- Location of Fieldon in Jersey County, Illinois.
- Coordinates: 39°06′30″N 90°30′03″W﻿ / ﻿39.10833°N 90.50083°W
- Country: United States
- State: Illinois
- County: Jersey
- Township: Richwoods

Government
- • Type: Mayor-Council

Area
- • Total: 0.20 sq mi (0.52 km^{2})
- • Land: 0.20 sq mi (0.52 km^{2})
- • Water: 0 sq mi (0.00 km^{2})
- Elevation: 692 ft (211 m)

Population (2020)
- • Total: 176
- • Density: 869.3/sq mi (335.65/km^{2})
- Time zone: UTC-6 (CST)
- • Summer (DST): UTC-5 (CDT)
- Zip code: 62031
- Area code: 618
- FIPS code: 17-26012
- GNIS feature ID: 2398874

= Fieldon, Illinois =

Fieldon is a village in Jersey County, Illinois, United States. As of the 2020 census, the village had a total population of 176.

==History==
The town was founded in the 1830s by a man known as John Field. It is believed that the town grew as a trading post for travelers on the Illinois River. When the construction of the Chicago, Burlington and Quincy Railroad made its way through the neighboring city of Jerseyville in 1853 it brought even more businesses to the area. During the Civil War Fieldon was a known stop for the Underground Railroad. The town also sent troops for the 122nd Illinois Infantry Regiment. In the early 1900s Feildon saw a boom in industry which included canneries, sawmills, and more. After the Great Depression the town saw its economy shift towards agriculture. Feildon saw a peak population in the 1980s at 299 individuals and has since seen a steady decline.

==Geography==
According to the 2021 census gazetteer files, Fieldon has a total area of 0.20 sqmi, all land.

==Demographics==
As of the 2020 census there were 176 people, 76 households, and 50 families residing in the village. The population density was 871.29 PD/sqmi. There were 107 housing units at an average density of 529.70 /sqmi. The racial makeup of the village was 98.30% White, 0.00% African American, 0.00% Native American, 0.00% Asian, 0.00% Pacific Islander, 0.00% from other races, and 1.70% from two or more races. Hispanic or Latino of any race were 0.00% of the population.

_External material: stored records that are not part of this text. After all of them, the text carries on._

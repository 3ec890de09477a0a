//! In-process key-value store.
//!
//! Clones share the same map, so a test can keep a handle to inspect what a
//! [`super::PersistenceStore`] wrote.

use std::collections::BTreeMap;
use std::sync::Arc;

use parking_lot::Mutex;

use super::KeyValueStore;
use crate::error::StorageError;

/// Volatile store backed by a shared map.
#[derive(Debug, Clone, Default)]
pub struct MemoryKeyValueStore {
    entries: Arc<Mutex<BTreeMap<String, String>>>,
}

impl MemoryKeyValueStore {
    pub fn new() -> Self {
        Self::default()
    }

    /// Copy of every stored entry.
    pub fn entries(&self) -> BTreeMap<String, String> {
        self.entries.lock().clone()
    }
}

impl KeyValueStore for MemoryKeyValueStore {
    fn get(&self, key: &str) -> Result<Option<String>, StorageError> {
        Ok(self.entries.lock().get(key).cloned())
    }

    fn write_batch(&self, entries: &[(&str, String)]) -> Result<(), StorageError> {
        let mut map = self.entries.lock();
        for (key, value) in entries {
            map.insert((*key).to_string(), value.clone());
        }
        Ok(())
    }
}

#[cfg(test)]
mod tests {
    use super::*;

    #[test]
    fn test_clones_share_entries() {
        let store = MemoryKeyValueStore::new();
        let handle = store.clone();
        store.write_batch(&[("a", "1".to_string())]).unwrap();
        assert_eq!(handle.get("a").unwrap().as_deref(), Some("1"));
        assert_eq!(handle.get("b").unwrap(), None);
    }
}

There were 76 households, out of which 18.4% had children under the age of 18 living with them, 56.58% were married couples living together, 1.32% had a female householder with no husband present, and 34.21% were non-families. 31.58% of all households were made up of individuals, and 15.79% had someone living alone who was 65 years of age or older. The average household size was 2.50 and the average family size was 2.01.

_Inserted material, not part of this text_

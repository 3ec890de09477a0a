//! Helpers shared by the library and the client binary.

pub mod paths;
pub mod printer;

The village's age distribution consisted of 16.3% under the age of 18, 5.2% from 18 to 24, 17% from 25 to 44, 30.1% from 45 to 64, and 31.4% who were 65 years of age or older. The median age was 54.8 years. For every 100 females, there were 118.6 males. For every 100 females age 18 and over, there were 113.3 males.

The median income for a household in the village was $38,750, and the median income for a family was $61,250. Males had a median income of $38,750 versus $38,125 for females. The per capita income for the village was $26,424. About 0.0% of families and 2.0% of the population were below the poverty line, including 0.0% of those under age 18 and 0.0% of those age 65 or over.

Historical population
| Census | Pop. | Note | %± |
| 1880 | 298 |  | — |
| 1890 | 292 |  | −2.0% |
| 1900 | 259 |  | −11.3% |
| 1910 | 227 |  | −12.4% |
| 1920 | 248 |  | 9.3% |
| 1930 | 232 |  | −6.5% |
| 1940 | 217 |  | −6.5% |
| 1950 | 250 |  | 15.2% |
| 1960 | 239 |  | −4.4% |
| 1970 | 257 |  | 7.5% |
| 1980 | 299 |  | 16.3% |
| 1990 | 277 |  | −7.4% |
| 2000 | 271 |  | −2.2% |
| 2010 | 239 |  | −11.8% |
| 2020 | 176 |  | −26.4% |
U.S. Decennial Census

==Education==
Fieldon is served by the public K-12 Jersey Community Unit School District 100. Fieldon Elementary School was located in the village until 2012, when it was permanently closed due to district realignment.